*What is being asked:*
The lines below starting at the line containing "#![allow(dead_code)]" and ending at the line containing "pub fn create_test_db()" are to be repeated exactly, with both ends kept and nothing else added.

*Record set:*
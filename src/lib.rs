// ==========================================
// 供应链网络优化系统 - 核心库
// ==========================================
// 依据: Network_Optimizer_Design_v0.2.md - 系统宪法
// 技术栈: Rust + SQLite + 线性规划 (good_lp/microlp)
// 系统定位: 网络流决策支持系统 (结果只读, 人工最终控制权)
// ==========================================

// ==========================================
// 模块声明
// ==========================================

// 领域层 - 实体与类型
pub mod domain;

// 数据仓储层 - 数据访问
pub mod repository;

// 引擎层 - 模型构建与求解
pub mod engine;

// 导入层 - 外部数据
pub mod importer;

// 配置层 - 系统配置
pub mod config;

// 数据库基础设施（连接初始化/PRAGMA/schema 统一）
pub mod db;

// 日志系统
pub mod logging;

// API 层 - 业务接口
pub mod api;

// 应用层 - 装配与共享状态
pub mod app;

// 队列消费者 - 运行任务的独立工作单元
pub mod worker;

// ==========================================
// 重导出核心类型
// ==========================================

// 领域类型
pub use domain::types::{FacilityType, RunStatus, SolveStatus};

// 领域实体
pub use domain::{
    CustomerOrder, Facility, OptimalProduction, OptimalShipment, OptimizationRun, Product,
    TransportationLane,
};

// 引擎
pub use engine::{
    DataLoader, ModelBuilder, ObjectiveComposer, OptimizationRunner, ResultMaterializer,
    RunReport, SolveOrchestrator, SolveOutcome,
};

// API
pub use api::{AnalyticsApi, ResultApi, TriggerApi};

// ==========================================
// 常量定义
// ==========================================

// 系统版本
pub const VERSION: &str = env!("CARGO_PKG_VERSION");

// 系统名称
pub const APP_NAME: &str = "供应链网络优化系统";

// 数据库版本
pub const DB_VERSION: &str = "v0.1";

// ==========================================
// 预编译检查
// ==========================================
---
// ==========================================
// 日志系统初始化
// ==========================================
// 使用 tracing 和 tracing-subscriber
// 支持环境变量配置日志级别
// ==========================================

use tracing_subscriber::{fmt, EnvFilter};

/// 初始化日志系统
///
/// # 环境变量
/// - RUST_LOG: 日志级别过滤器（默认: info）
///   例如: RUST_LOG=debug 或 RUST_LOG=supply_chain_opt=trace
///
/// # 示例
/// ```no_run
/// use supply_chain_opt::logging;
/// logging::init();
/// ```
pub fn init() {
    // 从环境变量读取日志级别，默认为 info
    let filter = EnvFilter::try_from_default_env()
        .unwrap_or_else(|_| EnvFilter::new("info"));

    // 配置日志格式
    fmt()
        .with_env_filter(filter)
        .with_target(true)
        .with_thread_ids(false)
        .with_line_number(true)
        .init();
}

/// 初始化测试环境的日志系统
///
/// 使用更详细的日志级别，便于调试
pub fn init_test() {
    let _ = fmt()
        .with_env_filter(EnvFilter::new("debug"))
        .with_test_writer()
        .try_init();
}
--
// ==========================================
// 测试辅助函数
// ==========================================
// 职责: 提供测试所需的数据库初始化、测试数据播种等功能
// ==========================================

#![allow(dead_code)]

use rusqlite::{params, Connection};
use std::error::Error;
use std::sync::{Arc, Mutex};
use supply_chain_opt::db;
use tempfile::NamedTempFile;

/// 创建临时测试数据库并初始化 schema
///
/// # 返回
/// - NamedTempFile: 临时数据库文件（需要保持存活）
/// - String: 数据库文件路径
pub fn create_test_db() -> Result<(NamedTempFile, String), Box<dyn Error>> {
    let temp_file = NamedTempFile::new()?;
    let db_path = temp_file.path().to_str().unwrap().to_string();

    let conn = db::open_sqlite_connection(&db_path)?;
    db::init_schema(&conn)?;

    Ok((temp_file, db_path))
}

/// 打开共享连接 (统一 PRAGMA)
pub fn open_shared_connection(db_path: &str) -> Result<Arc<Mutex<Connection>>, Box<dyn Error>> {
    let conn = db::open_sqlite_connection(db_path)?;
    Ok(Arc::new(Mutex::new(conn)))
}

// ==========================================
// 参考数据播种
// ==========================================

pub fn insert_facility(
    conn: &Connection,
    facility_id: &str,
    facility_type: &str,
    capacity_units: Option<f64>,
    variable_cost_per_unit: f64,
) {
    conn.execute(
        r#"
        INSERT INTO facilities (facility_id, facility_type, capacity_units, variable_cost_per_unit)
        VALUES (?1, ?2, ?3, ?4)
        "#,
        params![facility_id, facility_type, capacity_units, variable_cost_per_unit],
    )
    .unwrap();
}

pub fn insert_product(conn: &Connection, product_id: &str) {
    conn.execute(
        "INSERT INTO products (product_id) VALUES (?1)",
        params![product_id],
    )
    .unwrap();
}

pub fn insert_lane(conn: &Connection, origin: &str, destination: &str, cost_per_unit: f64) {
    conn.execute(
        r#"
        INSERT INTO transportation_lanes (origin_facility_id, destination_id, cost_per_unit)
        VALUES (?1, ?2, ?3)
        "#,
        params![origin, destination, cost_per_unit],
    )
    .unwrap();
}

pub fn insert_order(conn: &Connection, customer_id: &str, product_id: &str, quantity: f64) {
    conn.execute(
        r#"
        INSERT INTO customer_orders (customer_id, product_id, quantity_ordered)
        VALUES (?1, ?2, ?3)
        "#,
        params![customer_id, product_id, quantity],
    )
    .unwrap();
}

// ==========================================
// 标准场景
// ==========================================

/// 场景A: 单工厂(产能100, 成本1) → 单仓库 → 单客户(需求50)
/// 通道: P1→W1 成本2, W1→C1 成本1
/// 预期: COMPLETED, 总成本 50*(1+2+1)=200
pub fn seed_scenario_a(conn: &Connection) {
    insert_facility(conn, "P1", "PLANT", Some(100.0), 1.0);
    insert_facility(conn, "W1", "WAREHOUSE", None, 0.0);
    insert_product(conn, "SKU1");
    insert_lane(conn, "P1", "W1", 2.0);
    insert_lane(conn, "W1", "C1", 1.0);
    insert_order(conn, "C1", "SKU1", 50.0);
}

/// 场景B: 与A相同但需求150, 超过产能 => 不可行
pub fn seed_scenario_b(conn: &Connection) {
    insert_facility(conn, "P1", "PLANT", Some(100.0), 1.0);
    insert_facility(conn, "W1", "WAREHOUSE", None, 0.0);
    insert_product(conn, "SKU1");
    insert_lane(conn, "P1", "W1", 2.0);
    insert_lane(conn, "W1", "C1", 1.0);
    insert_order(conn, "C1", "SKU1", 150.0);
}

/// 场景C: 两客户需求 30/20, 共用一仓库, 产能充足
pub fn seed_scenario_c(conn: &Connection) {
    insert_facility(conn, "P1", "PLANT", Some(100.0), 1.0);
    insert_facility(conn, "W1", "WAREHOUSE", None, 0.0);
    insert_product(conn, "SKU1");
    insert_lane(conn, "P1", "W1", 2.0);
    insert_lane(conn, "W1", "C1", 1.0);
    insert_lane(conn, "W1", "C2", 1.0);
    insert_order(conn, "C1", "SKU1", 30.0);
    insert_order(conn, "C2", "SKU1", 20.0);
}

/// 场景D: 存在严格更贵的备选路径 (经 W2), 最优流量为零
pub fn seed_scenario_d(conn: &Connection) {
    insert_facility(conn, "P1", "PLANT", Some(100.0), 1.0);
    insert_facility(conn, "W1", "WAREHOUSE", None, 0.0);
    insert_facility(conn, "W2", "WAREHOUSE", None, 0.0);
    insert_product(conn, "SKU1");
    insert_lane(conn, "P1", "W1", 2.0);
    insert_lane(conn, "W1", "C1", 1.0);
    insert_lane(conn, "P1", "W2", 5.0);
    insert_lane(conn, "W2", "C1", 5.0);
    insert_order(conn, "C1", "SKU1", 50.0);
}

*Exercise result:*
#![allow(dead_code)]

use rusqlite::{params, Connection};
use std::error::Error;
use std::sync::{Arc, Mutex};
use supply_chain_opt::db;
use tempfile::NamedTempFile;

/// 创建临时测试数据库并初始化 schema
///
/// # 返回
/// - NamedTempFile: 临时数据库文件（需要保持存活）
/// - String: 数据库文件路径
pub fn create_test_db() -> Result<(NamedTempFile, String), Box<dyn Error>> {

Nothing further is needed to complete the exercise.